How to choose the date and place of your vaccine appointment

The Department of Health announced that as of 2 September 2021, people will be able to book their own vaccination appointments on the Electronic Vaccination Data System (EVDS) system.

How to book your vaccination appointment

This includes being able to select your own appointment date, time, and venue reports My Broadband. Previously these were all assigned by the department based on its criteria. Currently, South Africans over the age of 18 can register for the COVID-19 vaccination, provided that they haven’t contracted the virus recently or have recovered from the infection and meet the criteria to leave isolation.

After you have registered for the vaccination, you will be able to book your vaccination appointment, which requires:

  1. Your identification number (ID, Non-RSA Passport, or Asylum Seeker/Refugee Number).
  2. Access to the cellphone number you used to register (for OTP verification).
  3. Your preferred vaccination site.

You will then be able to select a time slot at your preferred vaccination centre.

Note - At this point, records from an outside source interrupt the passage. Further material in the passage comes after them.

//! Connected clients as seen by the block synchronization engine
//!
//! The transport is abstracted behind [`PacketSink`]; the host's networking
//! stack implements it for real connections.

use crate::block::BlockDef;
use crate::world::WorldId;
use bytes::Bytes;
use parking_lot::Mutex;
use proto::{Extension, MessageType, Packet, PacketCodec};
use std::collections::BTreeSet;
use std::sync::Arc;

/// Identifier of a connected client
#[derive(Debug, Clone, Copy, PartialEq, Eq, Hash, PartialOrd, Ord)]
pub struct ClientId(pub u32);

impl std::fmt::Display for ClientId {
    fn fmt(&self, f: &mut std::fmt::Formatter<'_>) -> std::fmt::Result {
        write!(f, "Client({})", self.0)
    }
}

/// Outgoing half of a client connection
pub trait PacketSink: Send + Sync {
    fn send(&self, packet: &Packet) -> anyhow::Result<()>;
}

/// A client connected to the server
pub struct Client {
    id: ClientId,
    name: String,
    operator: bool,
    extensions: BTreeSet<Extension>,
    world: WorldId,
    sink: Arc<dyn PacketSink>,
}

impl Client {
    /// Create a client that has not joined a world yet.
    ///
    /// The id and world are assigned by [`crate::Server::connect`].
    pub fn new(name: impl Into<String>, sink: Arc<dyn PacketSink>) -> Self {
        Self {
            id: ClientId(0),
            name: name.into(),
            operator: false,
            extensions: BTreeSet::new(),
            world: WorldId(0),
            sink,
        }
    }

    /// Grant operator rights
    pub fn with_operator(mut self, operator: bool) -> Self {
        self.operator = operator;
        self
    }

    /// Record an extension announced during the handshake
    pub fn with_extension(mut self, extension: Extension) -> Self {
        self.extensions.insert(extension);
        self
    }

    pub fn with_extensions(mut self, extensions: impl IntoIterator<Item = Extension>) -> Self {
        self.extensions.extend(extensions);
        self
    }

    pub fn id(&self) -> ClientId {
        self.id
    }

    pub fn name(&self) -> &str {
        &self.name
    }

    pub fn is_op(&self) -> bool {
        self.operator
    }

    pub fn world(&self) -> WorldId {
        self.world
    }

    pub fn supports(&self, extension: Extension) -> bool {
        self.extensions.contains(&extension)
    }

    /// Whether `def` can be defined for this client. Extended definitions
    /// need `BlockDefinitionsExt` on top of plain block definitions.
    pub fn can_receive(&self, def: &BlockDef) -> bool {
        if def.is_extended() {
            self.supports(Extension::BlockDefinitionsExt)
        } else {
            self.supports(Extension::BlockDefinitions)
        }
    }

    pub(crate) fn attach(&mut self, id: ClientId, world: WorldId) {
        self.id = id;
        self.world = world;
    }

    pub(crate) fn set_world(&mut self, world: WorldId) {
        self.world = world;
    }

    /// Send a packet, logging instead of failing when the transport refuses it.
    ///
    /// Returns whether the packet was handed to the transport.
    pub fn send(&self, packet: &Packet) -> bool {
        match self.sink.send(packet) {
            Ok(()) => true,
            Err(e) => {
                tracing::warn!("Failed to send packet 0x{:02x} to {}: {}", packet.packet_id(), self.name, e);
                false
            }
        }
    }

    /// Send a chat message. Clients without `MessageTypes` get everything in
    /// the normal chat area.
    pub fn send_message(&self, kind: MessageType, text: &str) -> bool {
        let kind = if self.supports(Extension::MessageTypes) { kind } else { MessageType::Chat };
        self.send(&Packet::Message { kind, text: text.to_owned() })
    }
}

impl std::fmt::Debug for Client {
    fn fmt(&self, f: &mut std::fmt::Formatter<'_>) -> std::fmt::Result {
        f.debug_struct("Client")
            .field("id", &self.id)
            .field("name", &self.name)
            .field("operator", &self.operator)
            .field("extensions", &self.extensions)
            .field("world", &self.world)
            .finish_non_exhaustive()
    }
}

/// Packet sink that encodes every packet and keeps the frames in memory.
///
/// Used as a loopback transport and to observe fan-out.
#[derive(Debug, Default)]
pub struct RecordingSink {
    codec: PacketCodec,
    frames: Mutex<Vec<Bytes>>,
}

impl RecordingSink {
    pub fn new() -> Arc<Self> {
        Arc::new(Self::default())
    }

    /// Encoded frames in send order
    pub fn frames(&self) -> Vec<Bytes> {
        self.frames.lock().clone()
    }

    /// Decoded packets in send order
    pub fn packets(&self) -> Vec<Packet> {
        let mut decoder = PacketCodec::new();
        for frame in self.frames.lock().iter() {
            decoder.add_data(frame);
        }

        match decoder.decode_all() {
            Ok(packets) => packets,
            Err(e) => {
                tracing::error!("Recorded frames failed to decode: {}", e);
                Vec::new()
            }
        }
    }

    /// Decoded packets, clearing the record
    pub fn take(&self) -> Vec<Packet> {
        let packets = self.packets();
        self.frames.lock().clear();
        packets
    }

    pub fn count(&self) -> usize {
        self.frames.lock().len()
    }
}

impl PacketSink for RecordingSink {
    fn send(&self, packet: &Packet) -> anyhow::Result<()> {
        let frame = self.codec.encode(packet);
        self.frames.lock().push(frame);
        Ok(())
    }
}

#[cfg(test)]
mod tests {
    use super::*;

    struct ClosedSink;

    impl PacketSink for ClosedSink {
        fn send(&self, _packet: &Packet) -> anyhow::Result<()> {
            anyhow::bail!("connection closed")
        }
    }

    #[test]
    fn test_message_type_downgrade() {
        let plain_sink = RecordingSink::new();
        let plain = Client::new("plain", plain_sink.clone());
        assert!(plain.send_message(MessageType::Announcement, "hi"));
        assert_eq!(
            plain_sink.take(),
            vec![Packet::Message { kind: MessageType::Chat, text: "hi".to_string() }]
        );

        let cpe_sink = RecordingSink::new();
        let cpe = Client::new("cpe", cpe_sink.clone()).with_extension(Extension::MessageTypes);
        cpe.send_message(MessageType::Announcement, "hi");
        assert_eq!(
            cpe_sink.take(),
            vec![Packet::Message { kind: MessageType::Announcement, text: "hi".to_string() }]
        );
        assert_eq!(cpe_sink.count(), 0);
    }

    #[test]
    fn test_failed_send_is_reported() {
        let client = Client::new("gone", Arc::new(ClosedSink));
        assert!(!client.send(&Packet::RemoveBlockDefinition { id: 47 }));
    }

    #[test]
    fn test_builder() {
        let client = Client::new("op", RecordingSink::new())
            .with_operator(true)
            .with_extensions([Extension::BlockDefinitions, Extension::BlockDefinitionsExt]);

        assert!(client.is_op());
        assert!(client.supports(Extension::BlockDefinitionsExt));
        assert!(!client.supports(Extension::MessageTypes));
    }
}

Vaccination update | South Africa

South Africa’s Health Minister Joe Phaahla recently said that South Africa is focused on getting 70% of the adult population vaccinated, which means 30 million more jabs need to be administered before looking into vaccinating children.

As of 1 September, 12 841 537 vaccines were administered in South Africa while 9 544 new cases were identified with 235 new deaths in the country.

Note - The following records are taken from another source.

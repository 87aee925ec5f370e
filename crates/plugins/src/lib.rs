//! Tessel Plugins
//!
//! Plugin implementations for the tessel host. The test plugin exercises
//! every part of the plugin surface: static and allocated block definitions,
//! an event bunch and a command bunch.

pub mod test_plugin;

// Re-export core plugin types for convenience
pub use tessel::plugin::{Plugin, PluginInfo, PluginState};

// Re-export plugin implementations
pub use test_plugin::{AnnounceToggle, PluginBlocks, TestPlugin};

As of recently, the provincial Health Minister of the Western Cape, Dr Nomafrench Mbombo, who was a clinician for a long time before she became a politician, encouraged anti-vaxxers to ‘take a dead body tour’ at one of the city’s facilities.

 “I have never seen a disease that has so many people becoming not only opinionated, but also believing that they’re experts,” Mbombo said.

She said she “shares the frustration of healthcare workers who’re the ones being affected by vaccine hesitancy not just around the province, but the country as a whole”.

Comparing the current crisis with previous epidemics such as HIV, she said back then people “valued information they got from medical and healthcare experts”.